Girl Scouts of the USA (GSUSA) has declared 2012 the Year of the Girl: a celebration of girls, recognition of their leadership potential, and a commitment to creating a coalition of like-minded organizations and individuals in support of balanced leadership in the workplace and in communities across the country.1 The campaign is aimed at creating a sense of urgency to transform expectations, through heightened awareness, as the foundation for a broader, multiyear, multipronged effort to break down societal barriers that hinder girls from leading and achieving success in everything from technology and science to business and industry. In essence, GSUSA has established girls as a cause.
Celebrating this year our 100th anniversary since our beginnings in Juliette Gordon Low’s home and 18 girls in Savannah, Georgia, I, as a lifetime member of GSUSA, applaud this initiative because I believe in the value-based decision making, self-reliance, and resourcefulness that Girl Scouting teaches. But what does this have to do with healthcare?
Are these not the same principles we are striving to instill in the American population as a whole, as patient education and advocacy organizations like the National Association For Continence and others instruct in prevention and public health education, in behavioral and motivational strategies to minimize risks and improve outcomes from intervention, and in promoting patient centered efficiencies in delivery of care that improve access, effectiveness of intervention, and satisfaction?

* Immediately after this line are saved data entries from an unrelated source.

use crate::commands::{CmdResult, UsageRow};
use crate::error::Result;
use crate::model::CommandStore;

/// Case-insensitive substring search over the whole dictionary.
///
/// A query that hits the command name, the display name, or any tag
/// surfaces every usage of that command; otherwise usages are matched one
/// by one against their usage string and note. A record is matched by one
/// rule only: a name/tag hit already includes everything, so the
/// per-usage rule never runs for it and no row is emitted twice.
///
/// Rows come back sorted by command name (case-insensitive), then by usage
/// index. There is no relevance scoring.
pub fn run(db: &CommandStore, query: &str) -> Result<CmdResult> {
    let q = query.to_lowercase();
    let mut rows = Vec::new();

    for (cmd, record) in db.iter() {
        let whole_command = cmd.to_lowercase().contains(&q)
            || record.name.to_lowercase().contains(&q)
            || record.tags.iter().any(|t| t.to_lowercase().contains(&q));

        for (index, example) in record.examples.iter().enumerate() {
            if whole_command
                || example.usage.to_lowercase().contains(&q)
                || example.note.to_lowercase().contains(&q)
            {
                rows.push(UsageRow {
                    command: cmd.clone(),
                    display_name: record.name.clone(),
                    index,
                    usage: example.usage.clone(),
                    note: example.note.clone(),
                });
            }
        }
    }

    rows.sort_by(|a, b| {
        a.command
            .to_lowercase()
            .cmp(&b.command.to_lowercase())
            .then(a.index.cmp(&b.index))
    });

    Ok(CmdResult::default().with_rows(rows))
}

#[cfg(test)]
mod tests {
    use super::*;
    use crate::commands::add;

    fn seeded() -> CommandStore {
        let mut db = CommandStore::new();
        add::run(
            &mut db,
            "git",
            Some("版本管理"),
            "git status",
            Some("check"),
            Some(&["dev".to_string()]),
        )
        .unwrap();
        add::run(&mut db, "git", None, "git log", None, None).unwrap();
        add::run(&mut db, "ls", Some("列文件"), "ls -l", Some("detail"), None).unwrap();
        db
    }

    #[test]
    fn name_hit_surfaces_every_usage() {
        let db = seeded();
        let rows = run(&db, "git").unwrap().rows;
        assert_eq!(rows.len(), 2);
        assert_eq!(rows[0].usage, "git status");
        assert_eq!(rows[1].usage, "git log");
    }

    #[test]
    fn display_name_and_tag_hits_count_as_command_hits() {
        let db = seeded();
        assert_eq!(run(&db, "版本").unwrap().rows.len(), 2);
        assert_eq!(run(&db, "dev").unwrap().rows.len(), 2);
    }

    #[test]
    fn usage_hit_returns_single_row() {
        let db = seeded();
        let rows = run(&db, "log").unwrap().rows;
        assert_eq!(rows.len(), 1);

        let row = &rows[0];
        assert_eq!(
            (
                row.command.as_str(),
                row.display_name.as_str(),
                row.index,
                row.usage.as_str(),
                row.note.as_str()
            ),
            ("git", "版本管理", 1, "git log", "")
        );
    }

    #[test]
    fn note_hit_matches_case_insensitively() {
        let db = seeded();
        let rows = run(&db, "DETAIL").unwrap().rows;
        assert_eq!(rows.len(), 1);
        assert_eq!(rows[0].command, "ls");
    }

    #[test]
    fn command_hit_never_duplicates_usage_hits() {
        let mut db = CommandStore::new();
        // Query "git" hits both the command name and the usage text; the
        // usage must appear once.
        add::run(&mut db, "git", None, "git status", None, None).unwrap();
        assert_eq!(run(&db, "git").unwrap().rows.len(), 1);
    }

    #[test]
    fn rows_sort_by_command_then_index() {
        let mut db = CommandStore::new();
        add::run(&mut db, "b", None, "run x", Some("shared"), None).unwrap();
        add::run(&mut db, "a", None, "run y", Some("shared"), None).unwrap();
        add::run(&mut db, "a", None, "run z", Some("shared"), None).unwrap();

        let rows = run(&db, "shared").unwrap().rows;
        let order: Vec<(&str, usize)> = rows
            .iter()
            .map(|r| (r.command.as_str(), r.index))
            .collect();
        assert_eq!(order, vec![("a", 0), ("a", 1), ("b", 0)]);
    }

    #[test]
    fn ordering_ignores_case_of_command_names() {
        let mut db = CommandStore::new();
        add::run(&mut db, "Zed", None, "zed .", Some("shared"), None).unwrap();
        add::run(&mut db, "awk", None, "awk '{print}'", Some("shared"), None).unwrap();

        let rows = run(&db, "shared").unwrap().rows;
        assert_eq!(rows[0].command, "awk");
        assert_eq!(rows[1].command, "Zed");
    }

    #[test]
    fn no_match_yields_no_rows() {
        let db = seeded();
        assert!(run(&db, "rsync").unwrap().rows.is_empty());
    }
}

Why then do girls matter? We girls are the health care “leaders” of our families, assuming the role as family nutritionist, nurse and caregiver, and even personal health teacher. We’re more likely to kiss a skinned knee, clean and place a bandage on a cut, or make a doctor’s appointment than those of the male gender. Research shows we’re more likely to be the family member surfing the net for health information and advice or to find an expert. And we’re more likely to share with girlfriends and female relatives what we are experiencing and what our needs are. We tweet and post to each other as if we are physically gathered around the campfire like those a generation before us.
Why can’t we all think and act like Girl Scouts as we sharpen our knowledge and understanding of our body’s needs and undertake good, daily health habits, like smoking cessation, weight loss and management, and limited alcohol use to lower controllable risks of disease and to protect our bladder and bowel health? There’s no better route to curbing our nation’s healthcare costs than by cultivating a nation of people who are their own best friend and healthcare advocate.
Regardless of your gender, add that badge to your sash!